Three up, three down. I feel like a baseball announcer. The Jefferson First Spouse half-ounce gold pieces that depict the Liberty Head design of the 1800-1808 half cent sold out in around two and a half hours yesterday.
This was the third offering in the series. Collectors snapped up 20,000 proofs at $429.95 each and 20,000 uncirculateds at $410.95.
The race to put them on eBay has begun.
Buyers seemed to have turned the purchase process into a competitive sport, trading tips online as to how to game the system. Profit, of course, is the underlying motive, but there have been enough studies of individual behavior during auctions that I have to ask the question whether at least some of the buyers have completely lost sight of the basic question: does anybody really collect these?
It is a game to buy them. It is a game to send them in to a grading service to get an MS-70 or Proof-70 grade attached. It is a game to describe them in terms that will most appeal to what seem to me to be unsophisticated potential buyers.

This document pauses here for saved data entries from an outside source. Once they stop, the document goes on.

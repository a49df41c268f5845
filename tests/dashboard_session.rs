mod support;

use chrono::TimeDelta;
use price_dashboard_wasm::application::{DashboardSession, status_message};
use price_dashboard_wasm::config::DashboardConfig;
use price_dashboard_wasm::domain::chart::{ChartMode, ChartShape, Color, Point};
use price_dashboard_wasm::domain::errors::{AppError, PersistenceError, StartupError};
use price_dashboard_wasm::domain::history::Snapshot;
use price_dashboard_wasm::domain::market_data::{PricePoint, SeriesRecord, SnapshotGateway, Symbol, Timeframe};
use price_dashboard_wasm::domain::selection::SelectionState;
use price_dashboard_wasm::infrastructure::{InMemoryGateway, decode_snapshot};
use price_dashboard_wasm::ui::{DashboardLayout, PressOutcome, TextMeasure};
use std::rc::Rc;
use std::sync::Arc;
use support::{ManualClock, symbols, t0};

fn config() -> DashboardConfig {
    DashboardConfig::default().with_symbols(symbols(&["BTCUSDT", "ETHUSDT"]))
}

/// Every label measures the same width, whatever its text
struct FixedWidth(f64);

impl TextMeasure for FixedWidth {
    fn text_width(&self, _layout: &DashboardLayout, _text: &str) -> f64 {
        self.0
    }
}

fn session_with(gateway: Rc<InMemoryGateway>) -> DashboardSession {
    DashboardSession::bootstrap(config(), gateway, DashboardLayout::default()).expect("valid config")
}

#[test]
fn fresh_start_shows_loading_rows() {
    let session = session_with(Rc::new(InMemoryGateway::new()));
    assert!(session.load_error().is_none());

    let frame = session.frame();
    let legend: Vec<&str> = frame.legend.iter().map(|r| r.text.as_str()).collect();
    assert_eq!(legend, vec!["BTCUSDT: Loading...", "ETHUSDT: Loading..."]);
    assert!(frame.legend[0].selected);
    assert!(frame.readout.is_none());
    assert_eq!(frame.title.unwrap().text, "BTCUSDT Line Chart (1h)");
    assert_eq!(frame.chart.shape, ChartShape::NoData);
}

#[test]
fn restore_follows_configured_symbols() {
    let saved = Snapshot {
        series: vec![
            SeriesRecord {
                symbol: Symbol::from("DOGEUSDT"),
                last_price: Some("0.1".into()),
                previous_price: None,
                price_history: vec![PricePoint::new(0.1, t0())],
            },
            SeriesRecord {
                symbol: Symbol::from("BTCUSDT"),
                last_price: Some("64000.5".into()),
                previous_price: Some("64000.0".into()),
                price_history: vec![PricePoint::new(64000.0, t0()), PricePoint::new(64000.5, t0())],
            },
        ],
        selection: Some(SelectionState {
            selected_symbol: Some(0),
            chart_mode: ChartMode::Candle,
            timeframe: Timeframe::OneDay,
        }),
    };
    let gateway = Rc::new(InMemoryGateway::new());
    gateway.save(&saved).unwrap();

    let session = session_with(gateway);

    assert_eq!(session.store().symbols(), symbols(&["BTCUSDT", "ETHUSDT"]));
    let btc = session.store().series(&Symbol::from("BTCUSDT")).unwrap();
    assert_eq!(btc.history().len(), 2);
    assert_eq!(btc.display_text(), "BTCUSDT: 64000.500");
    assert!(session.store().series(&Symbol::from("ETHUSDT")).unwrap().is_loading());
    assert_eq!(session.selection().chart_mode, ChartMode::Candle);

    let frame = session.frame();
    assert_eq!(frame.title.unwrap().text, "BTCUSDT Candle Chart (1d)");
    let readout = frame.readout.unwrap();
    assert_eq!(readout.text, "BTCUSDT: 64000.5");
    assert_eq!(readout.color, Color::UP);
}

#[test]
fn unreadable_state_starts_fresh() {
    let session = session_with(Rc::new(InMemoryGateway::with_document("[1, 2")));
    assert!(matches!(session.load_error(), Some(PersistenceError::Codec(_))));
    assert!(session.store().read(|series| series.iter().all(|s| s.is_loading() && s.history().is_empty())));
    assert_eq!(session.selection().selected_symbol, Some(0));
}

#[test]
fn invalid_config_fails_bootstrap() {
    let result = DashboardSession::bootstrap(
        DashboardConfig::default().with_symbols(Vec::new()),
        Rc::new(InMemoryGateway::new()),
        DashboardLayout::default(),
    );
    assert!(matches!(result, Err(StartupError::InvalidConfig(_))));
}

#[test]
fn legend_press_switches_the_chart() {
    let mut session = session_with(Rc::new(InMemoryGateway::new()));

    assert_eq!(session.press(Point::new(20.0, 80.0)), PressOutcome::SymbolRowSelected(1));

    let frame = session.frame();
    assert!(frame.legend[1].selected);
    assert_eq!(frame.title.unwrap().text, "ETHUSDT Line Chart (1h)");
}

#[test]
fn legend_hit_boxes_follow_measured_text() {
    let mut session = session_with(Rc::new(InMemoryGateway::new())).with_text_measure(Rc::new(FixedWidth(40.0)));

    assert_eq!(session.frame().legend[1].bounds.width, 40.0);
    assert_eq!(session.press(Point::new(60.0, 80.0)), PressOutcome::Ignored);
    assert!(session.frame().legend[0].selected);
    assert_eq!(session.press(Point::new(30.0, 80.0)), PressOutcome::SymbolRowSelected(1));
}

#[test]
fn startup_status_marks_recoverable_errors() {
    let fatal = AppError::from(StartupError::ContextUnavailable("2d".into()));
    assert_eq!(status_message(&fatal), "Startup Error: 2D rendering context unavailable: 2d");

    let load = AppError::from(PersistenceError::Codec("eof".into()));
    assert_eq!(status_message(&load), "Persistence Error: failed to decode state data: eof; started fresh");
}

#[test]
fn open_dropdown_is_drawn_with_its_options() {
    let mut session = session_with(Rc::new(InMemoryGateway::new()));
    session.press(Point::new(140.0, 20.0));

    let frame = session.frame();
    let mode = &frame.dropdowns[1];
    assert!(mode.open);
    assert_eq!(mode.header, "Line ▲");
    let options: Vec<(&str, bool)> = mode.options.iter().map(|o| (o.text.as_str(), o.selected)).collect();
    assert_eq!(options, vec![("Line", true), ("Candle", false)]);
    assert!(frame.dropdowns[0].options.is_empty());
}

#[test]
fn flush_persists_history_and_selection() {
    let gateway = Rc::new(InMemoryGateway::new());
    let mut session = session_with(gateway.clone());
    session.store().commit(&Symbol::from("ETHUSDT"), Ok("3000.25".into()));
    session.press(Point::new(140.0, 20.0));
    session.press(Point::new(140.0, 33.0 + 23.0 + 10.0));

    session.flush().unwrap();

    let saved = decode_snapshot(&gateway.document().unwrap()).unwrap();
    assert_eq!(saved.selection.map(|s| s.chart_mode), Some(ChartMode::Candle));
    let eth = saved.record(&Symbol::from("ETHUSDT")).unwrap();
    assert_eq!(eth.last_price.as_deref(), Some("3000.25"));
    assert_eq!(eth.price_history.len(), 1);
}

#[test]
fn timeframe_limits_the_plotted_history() {
    let clock = Arc::new(ManualClock::at(t0()));
    let session = session_with(Rc::new(InMemoryGateway::new())).with_clock(clock.clone());
    let btc = Symbol::from("BTCUSDT");

    session.store().commit(&btc, Ok("1".into()));
    clock.advance(TimeDelta::hours(2));
    session.store().commit(&btc, Ok("2".into()));
    clock.advance(TimeDelta::seconds(1));
    session.store().commit(&btc, Ok("3".into()));

    assert_eq!(session.frame().chart.point_count, 2);
}

#[test]
fn resize_moves_the_chart_region() {
    let mut session = session_with(Rc::new(InMemoryGateway::new()));
    session.resize(1200.0, 900.0, 1.0);
    let region = session.frame().chart_region;
    assert_eq!((region.x, region.y, region.width, region.height), (180.0, 38.0, 1020.0, 862.0));
}
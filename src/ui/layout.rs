use crate::domain::chart::{Rect, Viewport};

pub const BASE_FONT_SIZE: f64 = 12.0;
pub const TOPBAR_HEIGHT: f64 = 38.0;
pub const DROPDOWN_MARGIN: f64 = 12.0;
pub const DROPDOWN_WIDTH: f64 = 80.0;
pub const DROPDOWN_TOP: f64 = 5.0;
pub const SIDEBAR_WIDTH: f64 = 180.0;
pub const CHART_PADDING: f64 = 48.0;
/// Approximate glyph advance relative to the font size, used when no canvas
/// context can measure text
pub const GLYPH_WIDTH_RATIO: f64 = 0.6;

/// Width of `text` drawn in `layout`'s font, in canvas pixels
pub trait TextMeasure {
    fn text_width(&self, layout: &DashboardLayout, text: &str) -> f64;
}

/// Glyph-count estimate
#[derive(Debug, Clone, Copy, Default)]
pub struct GlyphEstimate;

impl TextMeasure for GlyphEstimate {
    fn text_width(&self, layout: &DashboardLayout, text: &str) -> f64 {
        layout.estimated_text_width(text)
    }
}

/// Pixel geometry of the dashboard for a given canvas size and device scale.
/// Drawing and hit testing both read from here.
#[derive(Debug, Clone, Copy, PartialEq)]
pub struct DashboardLayout {
    pub width: f64,
    pub height: f64,
    pub scale: f64,
}

impl Default for DashboardLayout {
    fn default() -> Self {
        Self { width: 800.0, height: 600.0, scale: 1.0 }
    }
}

impl DashboardLayout {
    pub fn new(width: f64, height: f64, scale: f64) -> Self {
        let scale = if scale.is_finite() && scale > 0.0 { scale } else { 1.0 };
        Self { width: width.max(0.0), height: height.max(0.0), scale }
    }

    pub fn font_size(&self) -> f64 {
        BASE_FONT_SIZE * self.scale
    }

    pub fn font(&self) -> String {
        format!("{}px sans-serif", self.font_size().round())
    }

    pub fn line_height(&self) -> f64 {
        self.font_size() * 1.5 + 5.0 * self.scale
    }

    pub fn topbar_height(&self) -> f64 {
        TOPBAR_HEIGHT * self.scale
    }

    pub fn topbar(&self) -> Rect {
        Rect::new(0.0, 0.0, self.width, self.topbar_height())
    }

    /// Header pill of the `slot`-th dropdown, left to right
    pub fn dropdown_header(&self, slot: usize) -> Rect {
        let x = DROPDOWN_MARGIN + slot as f64 * (DROPDOWN_WIDTH + DROPDOWN_MARGIN);
        let height = (self.topbar_height() - 10.0).max(1.0);
        Rect::new(x, DROPDOWN_TOP, DROPDOWN_WIDTH, height)
    }

    pub fn estimated_text_width(&self, text: &str) -> f64 {
        text.chars().count() as f64 * self.font_size() * GLYPH_WIDTH_RATIO
    }

    /// Clickable box of the `index`-th legend row, as wide as its text
    pub fn legend_row(&self, index: usize, text_width: f64) -> Rect {
        let x = 10.0 * self.scale;
        let y = self.topbar_height() + 10.0 * self.scale + index as f64 * self.line_height();
        Rect::new(x, y, text_width.max(0.0), self.line_height())
    }

    pub fn sidebar_width(&self) -> f64 {
        (SIDEBAR_WIDTH * self.scale).min(self.width)
    }

    /// Region right of the sidebar and below the top bar
    pub fn chart_region(&self) -> Rect {
        let x = self.sidebar_width();
        let y = self.topbar_height().min(self.height);
        Rect::new(x, y, (self.width - x).max(0.0), (self.height - y).max(0.0))
    }

    pub fn chart_viewport(&self) -> Viewport {
        let region = self.chart_region();
        Viewport::new(region.width, region.height, CHART_PADDING * self.scale)
    }
}
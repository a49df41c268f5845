pub mod canvas_renderer;

pub use canvas_renderer::*;
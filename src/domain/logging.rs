use derive_more::Display;
use std::sync::OnceLock;

/// Log levels, ordered from most to least verbose
#[derive(Debug, Clone, Copy, PartialEq, Eq, PartialOrd, Ord, Display)]
pub enum LogLevel {
    #[display(fmt = "TRACE")]
    Trace = 0,
    #[display(fmt = "DEBUG")]
    Debug = 1,
    #[display(fmt = " INFO")]
    Info = 2,
    #[display(fmt = " WARN")]
    Warn = 3,
    #[display(fmt = "ERROR")]
    Error = 4,
}

/// Layer that produced a log line, with a short sub-component name
#[derive(Debug, Clone, PartialEq, Eq, Display)]
pub enum LogComponent {
    #[display(fmt = "DOM:{}", _0)]
    Domain(&'static str),
    #[display(fmt = "APP:{}", _0)]
    Application(&'static str),
    #[display(fmt = "INF:{}", _0)]
    Infrastructure(&'static str),
    #[display(fmt = "PRE:{}", _0)]
    Presentation(&'static str),
}

/// Structured log entry
#[derive(Debug, Clone)]
pub struct LogEntry {
    pub timestamp: u64,
    pub level: LogLevel,
    pub component: LogComponent,
    pub message: String,
    pub metadata: Option<String>,
}

impl LogEntry {
    pub fn new(level: LogLevel, component: LogComponent, message: &str) -> Self {
        Self {
            timestamp: get_time_provider().current_timestamp(),
            level,
            component,
            message: message.to_string(),
            metadata: None,
        }
    }

    pub fn with_metadata(mut self, metadata: &str) -> Self {
        self.metadata = Some(metadata.to_string());
        self
    }
}

/// Wall-clock source used to stamp log entries (milliseconds since the epoch)
pub trait TimeProvider: Send + Sync {
    fn current_timestamp(&self) -> u64;
    fn format_timestamp(&self, timestamp: u64) -> String;
}

/// Sink for structured log entries
pub trait Logger: Send + Sync {
    fn log(&self, entry: LogEntry);

    fn trace(&self, component: LogComponent, message: &str) {
        self.log(LogEntry::new(LogLevel::Trace, component, message));
    }

    fn debug(&self, component: LogComponent, message: &str) {
        self.log(LogEntry::new(LogLevel::Debug, component, message));
    }

    fn info(&self, component: LogComponent, message: &str) {
        self.log(LogEntry::new(LogLevel::Info, component, message));
    }

    fn warn(&self, component: LogComponent, message: &str) {
        self.log(LogEntry::new(LogLevel::Warn, component, message));
    }

    fn error(&self, component: LogComponent, message: &str) {
        self.log(LogEntry::new(LogLevel::Error, component, message));
    }

    fn log_with_metadata(&self, level: LogLevel, component: LogComponent, message: &str, metadata: &str) {
        self.log(LogEntry::new(level, component, message).with_metadata(metadata));
    }
}

static GLOBAL_LOGGER: OnceLock<Box<dyn Logger>> = OnceLock::new();
static GLOBAL_TIME_PROVIDER: OnceLock<Box<dyn TimeProvider>> = OnceLock::new();

/// Install the process-wide logger. Only the first call wins.
pub fn init_logger(logger: Box<dyn Logger>) {
    let _ = GLOBAL_LOGGER.set(logger);
}

/// Install the process-wide time provider. Only the first call wins.
pub fn init_time_provider(time_provider: Box<dyn TimeProvider>) {
    let _ = GLOBAL_TIME_PROVIDER.set(time_provider);
}

pub fn get_logger() -> &'static dyn Logger {
    GLOBAL_LOGGER.get().map(|logger| logger.as_ref()).unwrap_or(&NoOpLogger)
}

pub fn get_time_provider() -> &'static dyn TimeProvider {
    GLOBAL_TIME_PROVIDER
        .get()
        .map(|provider| provider.as_ref())
        .unwrap_or(&SystemTimeProvider)
}

struct NoOpLogger;

impl Logger for NoOpLogger {
    fn log(&self, _entry: LogEntry) {}
}

/// Fallback provider backed by chrono's clock (works natively and under wasmbind)
struct SystemTimeProvider;

impl TimeProvider for SystemTimeProvider {
    fn current_timestamp(&self) -> u64 {
        chrono::Utc::now().timestamp_millis().max(0) as u64
    }

    fn format_timestamp(&self, timestamp: u64) -> String {
        chrono::DateTime::from_timestamp_millis(timestamp as i64)
            .map(|dt| dt.format("%H:%M:%S%.3f").to_string())
            .unwrap_or_else(|| format!("{:06}", timestamp))
    }
}

#[macro_export]
macro_rules! log_trace {
    ($component:expr, $($arg:tt)*) => {
        #[cfg(debug_assertions)]
        {
            $crate::domain::logging::get_logger().trace($component, &format!($($arg)*));
        }
    };
}

#[macro_export]
macro_rules! log_debug {
    ($component:expr, $($arg:tt)*) => {
        $crate::domain::logging::get_logger().debug($component, &format!($($arg)*));
    };
}

#[macro_export]
macro_rules! log_info {
    ($component:expr, $($arg:tt)*) => {
        $crate::domain::logging::get_logger().info($component, &format!($($arg)*));
    };
}

#[macro_export]
macro_rules! log_warn {
    ($component:expr, $($arg:tt)*) => {
        $crate::domain::logging::get_logger().warn($component, &format!($($arg)*));
    };
}

#[macro_export]
macro_rules! log_error {
    ($component:expr, $($arg:tt)*) => {
        $crate::domain::logging::get_logger().error($component, &format!($($arg)*));
    };
}
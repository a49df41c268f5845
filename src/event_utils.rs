use leptos::ev::{self, EventDescriptor};
use wasm_bindgen::JsCast;
use wasm_bindgen::closure::Closure;
use web_sys::{AddEventListenerOptions, Event};

#[derive(Clone, Debug)]
pub struct EventOptions {
    pub passive: bool,
    pub capture: bool,
    pub once: bool,
}

impl Default for EventOptions {
    fn default() -> Self {
        Self { passive: true, capture: false, once: false }
    }
}

/// Keeps a window listener registered until `remove` is called. Dropping
/// the handle without calling `remove` invalidates the JS callback.
pub struct WindowEventListenerHandle {
    event_name: String,
    callback: Closure<dyn FnMut(Event)>,
    capture: bool,
}

impl WindowEventListenerHandle {
    pub fn event_name(&self) -> &str {
        &self.event_name
    }

    pub fn remove(self) {
        if let Some(window) = web_sys::window() {
            let _ = window.remove_event_listener_with_callback_and_bool(
                &self.event_name,
                self.callback.as_ref().unchecked_ref(),
                self.capture,
            );
        }
    }
}

pub fn window_event_listener_with_options<E>(
    event: E,
    options: &EventOptions,
    mut cb: impl FnMut(E::EventType) + 'static,
) -> WindowEventListenerHandle
where
    E: EventDescriptor + 'static,
    E::EventType: JsCast,
{
    let opts = AddEventListenerOptions::new();
    opts.set_passive(options.passive);
    opts.set_capture(options.capture);
    opts.set_once(options.once);

    let event_name = event.name().into_owned();
    let callback = Closure::wrap(Box::new(move |ev: Event| {
        cb(ev.unchecked_into::<E::EventType>());
    }) as Box<dyn FnMut(Event)>);

    if let Some(window) = web_sys::window() {
        let _ = window.add_event_listener_with_callback_and_add_event_listener_options(
            &event_name,
            callback.as_ref().unchecked_ref(),
            &opts,
        );
    }

    WindowEventListenerHandle { event_name, callback, capture: options.capture }
}

/// Run `flush` when the page is going away. Browsers fire `pagehide`
/// reliably on mobile and `beforeunload` on desktop; both are hooked and
/// `flush` must tolerate running twice.
pub fn on_page_exit(flush: impl Fn() + 'static) -> Vec<WindowEventListenerHandle> {
    let flush = std::rc::Rc::new(flush);
    let options = EventOptions::default();
    let on_hide = flush.clone();
    vec![
        window_event_listener_with_options(ev::pagehide, &options, move |_| on_hide()),
        window_event_listener_with_options(ev::beforeunload, &options, move |_| flush()),
    ]
}

pub fn on_window_resize(cb: impl FnMut(web_sys::UiEvent) + 'static) -> WindowEventListenerHandle {
    window_event_listener_with_options(ev::resize, &EventOptions::default(), cb)
}
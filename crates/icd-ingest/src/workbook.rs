//! Spreadsheet (.xlsx) reading.

use std::path::Path;

use calamine::{Data, Reader, open_workbook_auto};

use icd_model::Dataset;

use crate::error::{IngestError, Result};
use crate::normalize::{normalize_cell, normalize_header};

/// Read the first worksheet of a workbook into a [`Dataset`].
///
/// The first row is the header row; every cell is stringified. Rows that are
/// entirely empty are dropped.
pub fn read_workbook(path: &Path) -> Result<Dataset> {
    let mut workbook = open_workbook_auto(path).map_err(|source| IngestError::Workbook {
        path: path.to_path_buf(),
        source,
    })?;
    let sheet = workbook
        .sheet_names()
        .first()
        .cloned()
        .ok_or_else(|| IngestError::EmptyWorkbook {
            path: path.to_path_buf(),
        })?;
    let range = workbook
        .worksheet_range(&sheet)
        .map_err(|source| IngestError::Workbook {
            path: path.to_path_buf(),
            source,
        })?;

    let mut cells = range.rows();
    let headers: Vec<String> = match cells.next() {
        Some(row) => row
            .iter()
            .map(|cell| normalize_header(&cell_to_string(cell)))
            .collect(),
        None => Vec::new(),
    };
    let rows: Vec<Vec<String>> = cells
        .map(|row| row.iter().map(cell_to_string).collect::<Vec<String>>())
        .filter(|row| !row.iter().all(String::is_empty))
        .collect();

    Ok(Dataset::new(headers, rows))
}

/// Render a workbook cell the way it reads as text.
///
/// Whole-number floats drop the trailing `.0` so numeric-looking codes keep
/// their original digits.
fn cell_to_string(cell: &Data) -> String {
    match cell {
        Data::Empty => String::new(),
        Data::String(value) => normalize_cell(value),
        Data::Int(value) => value.to_string(),
        Data::Float(value) => format_float(*value),
        Data::Bool(value) => value.to_string(),
        Data::DateTime(value) => format_float(value.as_f64()),
        Data::DateTimeIso(value) | Data::DurationIso(value) => value.clone(),
        Data::Error(value) => value.to_string(),
    }
}

fn format_float(value: f64) -> String {
    if value.fract() == 0.0 && value.abs() < 9e15 {
        format!("{}", value as i64)
    } else {
        value.to_string()
    }
}
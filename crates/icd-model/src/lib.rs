pub mod code;
pub mod dataset;
pub mod error;

pub use code::{CodeRange, DiagnosisCode};
pub use dataset::{DIAGNOSIS_COLUMN, Dataset};
pub use error::{ModelError, Result};
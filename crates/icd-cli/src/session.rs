//! Interactive submission loop.
//!
//! Prompts for a dataset path and a code range, processes the submission,
//! and repeats. Submission failures are rendered and the loop keeps going;
//! only end of input (or a blank path) ends the session.

use std::io::{self, BufRead, Write};
use std::path::PathBuf;

use anyhow::Result;

use crate::commands::{default_output_path, run_submission};
use crate::summary::print_outcome;

pub fn run_session() -> Result<()> {
    let stdin = io::stdin();
    let mut lines = stdin.lock().lines();

    println!("Diagnosis Code Analyzer - blank dataset path quits.");
    loop {
        let Some(dataset) = prompt(&mut lines, "Dataset file (.xlsx, .csv, .txt): ")? else {
            break;
        };
        if dataset.is_empty() {
            break;
        }
        let Some(start) = prompt(&mut lines, "Start diagnosis code (e.g. 1A00): ")? else {
            break;
        };
        let Some(end) = prompt(&mut lines, "End diagnosis code (e.g. 1H0Z): ")? else {
            break;
        };

        let path = PathBuf::from(dataset);
        let export = default_output_path(&path);
        match run_submission(&path, &start, &end, Some(export)) {
            Ok(outcome) => print_outcome(&outcome),
            Err(error) => eprintln!("error: {error:#}"),
        }
        println!();
    }
    Ok(())
}

fn prompt<B: BufRead>(lines: &mut io::Lines<B>, message: &str) -> Result<Option<String>> {
    print!("{message}");
    io::stdout().flush()?;
    match lines.next() {
        Some(line) => Ok(Some(line?.trim().to_string())),
        None => Ok(None),
    }
}
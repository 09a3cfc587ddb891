//! Dataset ingestion.
//!
//! Loads an uploaded dataset file into the in-memory [`Dataset`] model.
//! Three formats are accepted, dispatched on the file extension:
//!
//! - **`.xlsx`**: first worksheet, header row plus stringified cells
//! - **`.csv`**: header row plus data records
//! - **`.txt`**: one diagnosis code per line, `Diagnosis` header synthesized

pub mod delimited;
pub mod error;
pub mod format;
mod normalize;
pub mod text;
pub mod workbook;

pub use delimited::read_delimited;
pub use error::{IngestError, Result};
pub use format::FileFormat;
pub use text::read_text;
pub use workbook::read_workbook;

use std::path::Path;

use tracing::info;

use icd_model::Dataset;

/// Detect the format of `path` and load it into a [`Dataset`].
pub fn load_dataset(path: &Path) -> Result<Dataset> {
    let format = FileFormat::from_path(path)?;
    let dataset = match format {
        FileFormat::Workbook => read_workbook(path)?,
        FileFormat::Delimited => read_delimited(path)?,
        FileFormat::PlainText => read_text(path)?,
    };
    info!(
        path = %path.display(),
        format = %format,
        records = dataset.len(),
        "dataset loaded"
    );
    Ok(dataset)
}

However, all games end. Prices for the Martha Washington coins and the Abigail Adams coins are in decline. I had an e-mail this week asking what was going on with MS-70 Marthas, meaning why are prices falling?
Perhaps holders of these coins are starting to feel like owners of subprime mortgages. Owning them may pay off over time, but then again, discretion is the better part of valor.
Every buyer should examine the gold American Eagle series. Most of the coins trade basically as bullion pieces. The proof pieces have flatlined with a few notable exemptions. The same is likely to happen to the First Spouse coins.
Gold coins that do not rise in value tie up a lot of money. Investors and other profit seekers are not emotionally tied to the process of actually assembling a set and being proud of owning it.
It will be interesting to watch what happens to prices on eBay. There is enough of a shipping delay from the U.S. Mint that the coins may not gain much traction. Both have projected delivery dates in October. We’ll see.